//! Fragment Resolver
//!
//! Turns a `RouteFragment` into a `ResolvedFragment` by reading its Services,
//! EndpointSlices, Pods and Secrets from the cache.
//!
//! Resolution degrades per backend: a Service or its endpoints missing from
//! the cache yields an empty member list, never a failed fragment. Only a
//! fragment with nothing routable (or an empty host) is rejected.

use k8s_openapi::api::core::v1::{Pod, Probe, Secret, Service, ServicePort};
use k8s_openapi::api::discovery::v1::EndpointSlice;
use k8s_openapi::apimachinery::pkg::util::intstr::IntOrString;
use std::collections::BTreeSet;
use std::sync::Arc;
use thiserror::Error;
use tracing::{debug, warn};

use super::annotations::{health_checks_requested, JWT_KEY_ANNOTATION};
use super::cache::{CacheError, ResourceKey, Stores};
use super::fragment::{BackendPort, BackendRef, HealthProbe, JwtKey, ResolvedFragment, RouteFragment};
use super::secrets::{validate_jwk_secret, validate_tls_secret, SecretError};

const EXTERNAL_NAME_TYPE: &str = "ExternalName";

#[derive(Error, Debug, Clone, PartialEq, Eq)]
pub enum ResolveError {
    #[error("Service {0} doesn't exist")]
    MissingService(String),

    #[error("No endpoints for {0}")]
    MissingEndpoints(String),

    #[error("Secret {0} doesn't exist")]
    MissingSecret(String),

    #[error("Secret {name} is invalid: {source}")]
    InvalidSecret { name: String, source: SecretError },

    #[error("Ingress contains no valid rules")]
    NoValidRules,

    #[error("Ingress rule contains empty host")]
    EmptyHost,

    #[error("Type ExternalName Services feature is only available in NGINX Plus ({0})")]
    ExternalNameRequiresPlus(String),

    #[error(transparent)]
    Cache(#[from] CacheError),
}

impl ResolveError {
    pub fn is_transient(&self) -> bool {
        matches!(self, ResolveError::Cache(_))
    }
}

/// Members of one backend plus whether they are DNS names
#[derive(Debug, Clone, Default, PartialEq, Eq)]
pub struct BackendEndpoints {
    pub endpoints: Vec<String>,
    pub external: bool,
}

/// Resolves fragments against the resource cache
pub struct Resolver<'a> {
    stores: &'a Stores,
    nginx_plus: bool,
}

impl<'a> Resolver<'a> {
    pub fn new(stores: &'a Stores, nginx_plus: bool) -> Self {
        Self { stores, nginx_plus }
    }

    /// Resolve every dependency of `fragment`.
    ///
    /// Fails with `NoValidRules` when no rule has an http section and there is
    /// no default backend, and with `EmptyHost` when a routable rule has no host.
    pub fn resolve(&self, fragment: RouteFragment) -> Result<ResolvedFragment, ResolveError> {
        let routable = fragment.rules.iter().filter(|r| r.paths.is_some());
        let mut valid_rules = 0;
        for rule in routable {
            if rule.host.is_empty() {
                return Err(ResolveError::EmptyHost);
            }
            valid_rules += 1;
        }
        if valid_rules == 0 && fragment.default_backend.is_none() {
            return Err(ResolveError::NoValidRules);
        }

        let namespace = fragment.key.namespace.clone();
        let mut resolved = ResolvedFragment::new(fragment);

        for tls in &resolved.fragment.tls {
            if tls.secret_name.is_empty() {
                continue;
            }
            match self.tls_secret(&namespace, &tls.secret_name) {
                Ok(secret) => {
                    resolved.tls_secrets.insert(tls.secret_name.clone(), secret);
                }
                Err(err @ ResolveError::Cache(_)) => return Err(err),
                Err(err) => warn!(
                    "Error trying to get the secret {} for Ingress {}: {}",
                    tls.secret_name, resolved.fragment.key, err
                ),
            }
        }

        if self.nginx_plus {
            if let Some(name) = resolved.fragment.annotations.get(JWT_KEY_ANNOTATION) {
                let secret = match self.jwk_secret(&namespace, name) {
                    Ok(secret) => Some(secret),
                    Err(err @ ResolveError::Cache(_)) => return Err(err),
                    Err(err) => {
                        warn!(
                            "Error retrieving secret {} for Ingress {}: {}",
                            name, resolved.fragment.key, err
                        );
                        None
                    }
                };
                resolved.jwt_key = Some(JwtKey {
                    name: name.clone(),
                    secret,
                });
            }
        }

        let health_checks =
            health_checks_requested(&resolved.fragment.annotations, self.nginx_plus);
        let backends: Vec<BackendRef> = resolved.fragment.backends().cloned().collect();

        for backend in backends {
            if resolved.endpoints.contains_key(&backend) {
                continue;
            }
            let members = match self.backend_endpoints(&namespace, &backend) {
                Ok(members) => members,
                Err(err @ ResolveError::Cache(_)) => return Err(err),
                Err(err) => {
                    warn!(
                        "Error retrieving endpoints for the service {}: {}",
                        backend.service, err
                    );
                    BackendEndpoints::default()
                }
            };
            if members.external {
                resolved
                    .external_name_services
                    .insert(backend.service.clone());
            }

            if health_checks {
                match self.health_probe(&namespace, &backend)? {
                    Some(probe) => {
                        resolved.health_probes.insert(backend.clone(), probe);
                    }
                    None => debug!(
                        "No usable readiness probe for {} in {}",
                        backend, resolved.fragment.key
                    ),
                }
            }

            resolved.endpoints.insert(backend, members.endpoints);
        }

        Ok(resolved)
    }

    /// Validated TLS secret in `namespace`
    pub fn tls_secret(&self, namespace: &str, name: &str) -> Result<Arc<Secret>, ResolveError> {
        let secret = self.secret(namespace, name)?;
        validate_tls_secret(&secret).map_err(|source| ResolveError::InvalidSecret {
            name: name.to_string(),
            source,
        })?;
        Ok(secret)
    }

    fn jwk_secret(&self, namespace: &str, name: &str) -> Result<Arc<Secret>, ResolveError> {
        let secret = self.secret(namespace, name)?;
        validate_jwk_secret(&secret).map_err(|source| ResolveError::InvalidSecret {
            name: name.to_string(),
            source,
        })?;
        Ok(secret)
    }

    fn secret(&self, namespace: &str, name: &str) -> Result<Arc<Secret>, ResolveError> {
        let key = ResourceKey::new(namespace, name);
        self.stores
            .secrets
            .get_by_key(&key)?
            .ok_or_else(|| ResolveError::MissingSecret(key.to_string()))
    }

    fn service(&self, namespace: &str, name: &str) -> Result<Arc<Service>, ResolveError> {
        let key = ResourceKey::new(namespace, name);
        self.stores
            .services
            .get_by_key(&key)?
            .ok_or_else(|| ResolveError::MissingService(key.to_string()))
    }

    /// Members for one backend: ready endpoints of the matching port, or the
    /// external name of an ExternalName Service (Plus only).
    pub fn backend_endpoints(
        &self,
        namespace: &str,
        backend: &BackendRef,
    ) -> Result<BackendEndpoints, ResolveError> {
        let service = self.service(namespace, &backend.service)?;
        let spec = service.spec.as_ref();

        let port = spec
            .and_then(|s| s.ports.as_ref())
            .and_then(|ports| service_port(ports, &backend.port));

        if spec.and_then(|s| s.type_.as_deref()) == Some(EXTERNAL_NAME_TYPE) {
            if !self.nginx_plus {
                return Err(ResolveError::ExternalNameRequiresPlus(backend.service.clone()));
            }
            let external_name = spec
                .and_then(|s| s.external_name.as_deref())
                .unwrap_or_default();
            let number = match (&backend.port, port) {
                (BackendPort::Number(n), _) => *n,
                (BackendPort::Name(_), Some(p)) => p.port,
                (BackendPort::Name(_), None) => 0,
            };
            return Ok(BackendEndpoints {
                endpoints: vec![format!("{}:{}", external_name, number)],
                external: true,
            });
        }

        let port = port.ok_or_else(|| {
            ResolveError::MissingEndpoints(format!(
                "port {} in service {}",
                backend.port, backend.service
            ))
        })?;

        let slices = self
            .stores
            .endpoint_slices_for_service(namespace, &backend.service)?;
        let endpoints = endpoints_for_port(&slices, port);
        if endpoints.is_empty() {
            return Err(ResolveError::MissingEndpoints(format!(
                "target port of {} in service {}",
                backend.port, backend.service
            )));
        }

        Ok(BackendEndpoints {
            endpoints,
            external: false,
        })
    }

    /// Endpoints for a VirtualServer upstream. Errors are logged and yield no members.
    pub fn endpoints_for_service(
        &self,
        namespace: &str,
        service: &str,
        port: u16,
    ) -> Result<Vec<String>, CacheError> {
        let backend = BackendRef::new(service, BackendPort::Number(i32::from(port)));
        match self.backend_endpoints(namespace, &backend) {
            Ok(members) => Ok(members.endpoints),
            Err(ResolveError::Cache(err)) => Err(err),
            Err(err) => {
                warn!(
                    "Error retrieving endpoints for the service {}: {}",
                    service, err
                );
                Ok(Vec::new())
            }
        }
    }

    fn health_probe(
        &self,
        namespace: &str,
        backend: &BackendRef,
    ) -> Result<Option<HealthProbe>, ResolveError> {
        let service = match self.service(namespace, &backend.service) {
            Ok(service) => service,
            Err(ResolveError::MissingService(_)) => return Ok(None),
            Err(err) => return Err(err),
        };
        let Some(spec) = service.spec.as_ref() else {
            return Ok(None);
        };
        let Some(port) = spec
            .ports
            .as_ref()
            .and_then(|ports| service_port(ports, &backend.port))
        else {
            return Ok(None);
        };
        let selector = spec.selector.clone().unwrap_or_default();
        let pods = self.stores.pods_for_selector(namespace, &selector)?;

        Ok(find_probe_for_pods(&pods, port).and_then(HealthProbe::from_probe))
    }
}

fn service_port<'p>(ports: &'p [ServicePort], port: &BackendPort) -> Option<&'p ServicePort> {
    ports.iter().find(|p| match port {
        BackendPort::Number(n) => p.port == *n,
        BackendPort::Name(name) => p.name.as_deref() == Some(name.as_str()),
    })
}

/// Ready endpoints of the slice port named like the Service port, as sorted
/// unique `address:port` strings. IPv6 addresses are bracketed.
pub(crate) fn endpoints_for_port(slices: &[Arc<EndpointSlice>], port: &ServicePort) -> Vec<String> {
    let port_name = port.name.as_deref().unwrap_or_default();
    let mut endpoints = BTreeSet::new();

    for slice in slices {
        let Some(slice_port) = slice
            .ports
            .iter()
            .flatten()
            .find(|p| p.name.as_deref().unwrap_or_default() == port_name)
            .and_then(|p| p.port)
        else {
            continue;
        };
        let ipv6 = slice.address_type == "IPv6";

        for endpoint in &slice.endpoints {
            let ready = endpoint
                .conditions
                .as_ref()
                .and_then(|c| c.ready)
                .unwrap_or(true);
            if !ready {
                continue;
            }
            for address in &endpoint.addresses {
                if ipv6 {
                    endpoints.insert(format!("[{}]:{}", address, slice_port));
                } else {
                    endpoints.insert(format!("{}:{}", address, slice_port));
                }
            }
        }
    }

    endpoints.into_iter().collect()
}

/// Readiness probe of the first pod's container serving `port`.
///
/// Only HTTP probes with a positive period qualify.
pub(crate) fn find_probe_for_pods<'p>(pods: &'p [Arc<Pod>], port: &ServicePort) -> Option<&'p Probe> {
    let pod = pods.first()?;
    let spec = pod.spec.as_ref()?;
    for container in &spec.containers {
        for container_port in container.ports.iter().flatten() {
            if !container_port_matches(container_port, port) {
                continue;
            }
            if let Some(probe) = &container.readiness_probe {
                if probe.http_get.is_some() && probe.period_seconds.unwrap_or(0) > 0 {
                    return Some(probe);
                }
            }
        }
    }
    None
}

fn container_port_matches(
    container_port: &k8s_openapi::api::core::v1::ContainerPort,
    port: &ServicePort,
) -> bool {
    match &port.target_port {
        None => port.port > 0 && port.port == container_port.container_port,
        Some(IntOrString::Int(target)) => *target > 0 && *target == container_port.container_port,
        Some(IntOrString::String(name)) => {
            let protocol = |p: Option<&str>| p.unwrap_or("TCP").to_string();
            container_port.name.as_deref() == Some(name.as_str())
                && protocol(port.protocol.as_deref()) == protocol(container_port.protocol.as_deref())
        }
    }
}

════════

_INSTRUCTIONS FOR THE TASK_:
Going from the line that has "positive period qualify." through the last line of the entries, retype each line exactly as given and add nothing.

_YOUR RESPONSE_:
/// Only HTTP probes with a positive period qualify.
pub(crate) fn find_probe_for_pods<'p>(pods: &'p [Arc<Pod>], port: &ServicePort) -> Option<&'p Probe> {
    let pod = pods.first()?;
    let spec = pod.spec.as_ref()?;
    for container in &spec.containers {
        for container_port in container.ports.iter().flatten() {
            if !container_port_matches(container_port, port) {
                continue;
            }
            if let Some(probe) = &container.readiness_probe {
                if probe.http_get.is_some() && probe.period_seconds.unwrap_or(0) > 0 {
                    return Some(probe);
                }
            }
        }
    }
    None
}

fn container_port_matches(
    container_port: &k8s_openapi::api::core::v1::ContainerPort,
    port: &ServicePort,
) -> bool {
    match &port.target_port {
        None => port.port > 0 && port.port == container_port.container_port,
        Some(IntOrString::Int(target)) => *target > 0 && *target == container_port.container_port,
        Some(IntOrString::String(name)) => {
            let protocol = |p: Option<&str>| p.unwrap_or("TCP").to_string();
            container_port.name.as_deref() == Some(name.as_str())
                && protocol(port.protocol.as_deref()) == protocol(container_port.protocol.as_deref())
        }
    }
}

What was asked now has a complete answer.